* WHAT YOU HAVE TO DO *
Each entry below needs to be reproduced exactly as given.

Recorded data
================

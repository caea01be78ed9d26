//! Sparse QUBO accumulation and the finished model.
//!
//! A QUBO is a map from unordered variable pairs to coefficients plus a
//! constant energy offset. [`QuboBuilder`] is the additive accumulator the
//! constraint encoders write into; [`Qubo`] is the immutable result handed
//! to samplers.

use std::collections::BTreeMap;

/// Additive accumulator for QUBO coefficients.
///
/// Keys are canonicalized to `(min, max)` so `(i, j)` and `(j, i)` address
/// the same coefficient, and contributions always add, never overwrite.
/// Several builders (one per constraint family) can be merged into one.
///
/// # Examples
///
/// ```
/// use qubo_scheduling::qubo::QuboBuilder;
///
/// let mut builder = QuboBuilder::new();
/// builder.add(2, 1, 0.5);
/// builder.add(1, 2, 0.25);
/// assert_eq!(builder.coefficient(1, 2), 0.75);
/// assert_eq!(builder.len(), 1);
/// ```
#[derive(Debug, Clone, Default, PartialEq)]
pub struct QuboBuilder {
    terms: BTreeMap<(usize, usize), f64>,
    offset: f64,
}

impl QuboBuilder {
    /// Creates an empty builder.
    pub fn new() -> Self {
        Self {
            terms: BTreeMap::new(),
            offset: 0.0,
        }
    }

    /// Adds `value` to the coefficient of the unordered pair `(i, j)`.
    ///
    /// `i == j` addresses the diagonal (linear) coefficient of variable `i`.
    pub fn add(&mut self, i: usize, j: usize, value: f64) {
        let key = if i <= j { (i, j) } else { (j, i) };
        *self.terms.entry(key).or_insert(0.0) += value;
    }

    /// Adds `value` to the constant energy offset.
    pub fn add_offset(&mut self, value: f64) {
        self.offset += value;
    }

    /// Folds another builder into this one, summing shared coefficients
    /// and offsets.
    pub fn merge(&mut self, other: QuboBuilder) {
        for ((i, j), value) in other.terms {
            *self.terms.entry((i, j)).or_insert(0.0) += value;
        }
        self.offset += other.offset;
    }

    /// Returns the accumulated coefficient for `(i, j)`, or zero if the
    /// pair was never touched.
    pub fn coefficient(&self, i: usize, j: usize) -> f64 {
        let key = if i <= j { (i, j) } else { (j, i) };
        self.terms.get(&key).copied().unwrap_or(0.0)
    }

    /// Returns the accumulated offset.
    pub fn offset(&self) -> f64 {
        self.offset
    }

    /// Returns the number of distinct coefficient entries.
    pub fn len(&self) -> usize {
        self.terms.len()
    }

    /// Returns `true` if no coefficient has been touched.
    pub fn is_empty(&self) -> bool {
        self.terms.is_empty()
    }

    /// Finishes accumulation, recording the model size.
    pub fn build(self, n_variables: usize) -> Qubo {
        Qubo {
            n_variables,
            terms: self.terms,
            offset: self.offset,
        }
    }
}

/// An assembled QUBO model: sparse coefficients over `n_variables` binary
/// variables plus a constant offset.
#[derive(Debug, Clone, PartialEq)]
pub struct Qubo {
    n_variables: usize,
    terms: BTreeMap<(usize, usize), f64>,
    offset: f64,
}

impl Qubo {
    /// Returns the number of binary variables the model is defined over.
    pub fn n_variables(&self) -> usize {
        self.n_variables
    }

    /// Returns the constant energy offset.
    pub fn offset(&self) -> f64 {
        self.offset
    }

    /// Returns the number of stored coefficient entries.
    pub fn len(&self) -> usize {
        self.terms.len()
    }

    /// Returns `true` if the model has no coefficients.
    pub fn is_empty(&self) -> bool {
        self.terms.is_empty()
    }

    /// Returns the coefficient for the unordered pair `(i, j)`, or zero.
    pub fn coefficient(&self, i: usize, j: usize) -> f64 {
        let key = if i <= j { (i, j) } else { (j, i) };
        self.terms.get(&key).copied().unwrap_or(0.0)
    }

    /// Iterates the coefficients in ascending `(i, j)` key order.
    pub fn terms(&self) -> impl Iterator<Item = ((usize, usize), f64)> + '_ {
        self.terms.iter().map(|(&key, &value)| (key, value))
    }

    /// Evaluates the model energy for a sample.
    ///
    /// `bits` maps variable index to a 0/1 value; absent indices count as 0.
    /// The result is `sum of Q[i,j] * x_i * x_j` over the stored terms plus
    /// the offset, so a zero-penalty assignment evaluates to exactly the
    /// offset contributed by the soft targets.
    ///
    /// # Examples
    ///
    /// ```
    /// use std::collections::BTreeMap;
    /// use qubo_scheduling::qubo::QuboBuilder;
    ///
    /// let mut builder = QuboBuilder::new();
    /// builder.add(0, 0, -1.0); // linear term on x0
    /// builder.add(0, 1, 2.0);
    /// builder.add_offset(0.5);
    /// let qubo = builder.build(2);
    ///
    /// let bits = BTreeMap::from([(0, 1u8), (1, 1u8)]);
    /// assert_eq!(qubo.energy(&bits), -1.0 + 2.0 + 0.5);
    ///
    /// let bits = BTreeMap::from([(0, 1u8)]);
    /// assert_eq!(qubo.energy(&bits), -1.0 + 0.5);
    /// ```
    pub fn energy(&self, bits: &BTreeMap<usize, u8>) -> f64 {
        let set = |index: usize| bits.get(&index).copied().unwrap_or(0) != 0;
        let mut total = self.offset;
        for (&(i, j), &value) in &self.terms {
            if set(i) && set(j) {
                total += value;
            }
        }
        total
    }

    /// Projects the sparse map into a dense upper-triangular matrix, for
    /// samplers that take a full `n x n` coefficient matrix.
    pub fn to_dense(&self) -> Vec<Vec<f64>> {
        let mut matrix = vec![vec![0.0; self.n_variables]; self.n_variables];
        for (&(i, j), &value) in &self.terms {
            matrix[i][j] += value;
        }
        matrix
    }
}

================

* TASK SOLUTION *
repository caea01be78ed9d26
//! Sparse QUBO accumulation and the finished model.
//!
//! A QUBO is a map from unordered variable pairs to coefficients plus a
//! constant energy offset. [`QuboBuilder`] is the additive accumulator the
//! constraint encoders write into; [`Qubo`] is the immutable result handed
//! to samplers.

use std::collections::BTreeMap;

/// Additive accumulator for QUBO coefficients.
///
/// Keys are canonicalized to `(min, max)` so `(i, j)` and `(j, i)` address
/// the same coefficient, and contributions always add, never overwrite.
/// Several builders (one per constraint family) can be merged into one.
///
/// # Examples
///
/// ```
/// use qubo_scheduling::qubo::QuboBuilder;
///
/// let mut builder = QuboBuilder::new();
/// builder.add(2, 1, 0.5);
/// builder.add(1, 2, 0.25);
/// assert_eq!(builder.coefficient(1, 2), 0.75);
/// assert_eq!(builder.len(), 1);
/// ```
#[derive(Debug, Clone, Default, PartialEq)]
pub struct QuboBuilder {
    terms: BTreeMap<(usize, usize), f64>,
    offset: f64,
}

impl QuboBuilder {
    /// Creates an empty builder.
    pub fn new() -> Self {
        Self {
            terms: BTreeMap::new(),
            offset: 0.0,
        }
    }

    /// Adds `value` to the coefficient of the unordered pair `(i, j)`.
    ///
    /// `i == j` addresses the diagonal (linear) coefficient of variable `i`.
    pub fn add(&mut self, i: usize, j: usize, value: f64) {
        let key = if i <= j { (i, j) } else { (j, i) };
        *self.terms.entry(key).or_insert(0.0) += value;
    }

    /// Adds `value` to the constant energy offset.
    pub fn add_offset(&mut self, value: f64) {
        self.offset += value;
    }

    /// Folds another builder into this one, summing shared coefficients
    /// and offsets.
    pub fn merge(&mut self, other: QuboBuilder) {
        for ((i, j), value) in other.terms {
            *self.terms.entry((i, j)).or_insert(0.0) += value;
        }
        self.offset += other.offset;
    }

    /// Returns the accumulated coefficient for `(i, j)`, or zero if the
    /// pair was never touched.
    pub fn coefficient(&self, i: usize, j: usize) -> f64 {
        let key = if i <= j { (i, j) } else { (j, i) };
        self.terms.get(&key).copied().unwrap_or(0.0)
    }

    /// Returns the accumulated offset.
    pub fn offset(&self) -> f64 {
        self.offset
    }

    /// Returns the number of distinct coefficient entries.
    pub fn len(&self) -> usize {
        self.terms.len()
    }

    /// Returns `true` if no coefficient has been touched.
    pub fn is_empty(&self) -> bool {
        self.terms.is_empty()
    }

    /// Finishes accumulation, recording the model size.
    pub fn build(self, n_variables: usize) -> Qubo {
        Qubo {
            n_variables,
            terms: self.terms,
            offset: self.offset,
        }
    }
}

/// An assembled QUBO model: sparse coefficients over `n_variables` binary
/// variables plus a constant offset.
#[derive(Debug, Clone, PartialEq)]
pub struct Qubo {
    n_variables: usize,
    terms: BTreeMap<(usize, usize), f64>,
    offset: f64,
}

impl Qubo {
    /// Returns the number of binary variables the model is defined over.
    pub fn n_variables(&self) -> usize {
        self.n_variables
    }

    /// Returns the constant energy offset.
    pub fn offset(&self) -> f64 {
        self.offset
    }

    /// Returns the number of stored coefficient entries.
    pub fn len(&self) -> usize {
        self.terms.len()
    }

    /// Returns `true` if the model has no coefficients.
    pub fn is_empty(&self) -> bool {
        self.terms.is_empty()
    }

    /// Returns the coefficient for the unordered pair `(i, j)`, or zero.
    pub fn coefficient(&self, i: usize, j: usize) -> f64 {
        let key = if i <= j { (i, j) } else { (j, i) };
        self.terms.get(&key).copied().unwrap_or(0.0)
    }

    /// Iterates the coefficients in ascending `(i, j)` key order.
    pub fn terms(&self) -> impl Iterator<Item = ((usize, usize), f64)> + '_ {
        self.terms.iter().map(|(&key, &value)| (key, value))
    }

    /// Evaluates the model energy for a sample.
    ///
    /// `bits` maps variable index to a 0/1 value; absent indices count as 0.
    /// The result is `sum of Q[i,j] * x_i * x_j` over the stored terms plus
    /// the offset, so a zero-penalty assignment evaluates to exactly the
    /// offset contributed by the soft targets.
    ///
    /// # Examples
    ///
    /// ```
    /// use std::collections::BTreeMap;
    /// use qubo_scheduling::qubo::QuboBuilder;
    ///
    /// let mut builder = QuboBuilder::new();
    /// builder.add(0, 0, -1.0); // linear term on x0
    /// builder.add(0, 1, 2.0);
    /// builder.add_offset(0.5);
    /// let qubo = builder.build(2);
    ///
    /// let bits = BTreeMap::from([(0, 1u8), (1, 1u8)]);
    /// assert_eq!(qubo.energy(&bits), -1.0 + 2.0 + 0.5);
    ///
    /// let bits = BTreeMap::from([(0, 1u8)]);
    /// assert_eq!(qubo.energy(&bits), -1.0 + 0.5);
    /// ```
    pub fn energy(&self, bits: &BTreeMap<usize, u8>) -> f64 {
        let set = |index: usize| bits.get(&index).copied().unwrap_or(0) != 0;
        let mut total = self.offset;
        for (&(i, j), &value) in &self.terms {
            if set(i) && set(j) {
                total += value;
            }
        }
        total
    }

    /// Projects the sparse map into a dense upper-triangular matrix, for
    /// samplers that take a full `n x n` coefficient matrix.
    pub fn to_dense(&self) -> Vec<Vec<f64>> {
        let mut matrix = vec![vec![0.0; self.n_variables]; self.n_variables];
        for (&(i, j), &value) in &self.terms {
            matrix[i][j] += value;
        }
        matrix
    }
}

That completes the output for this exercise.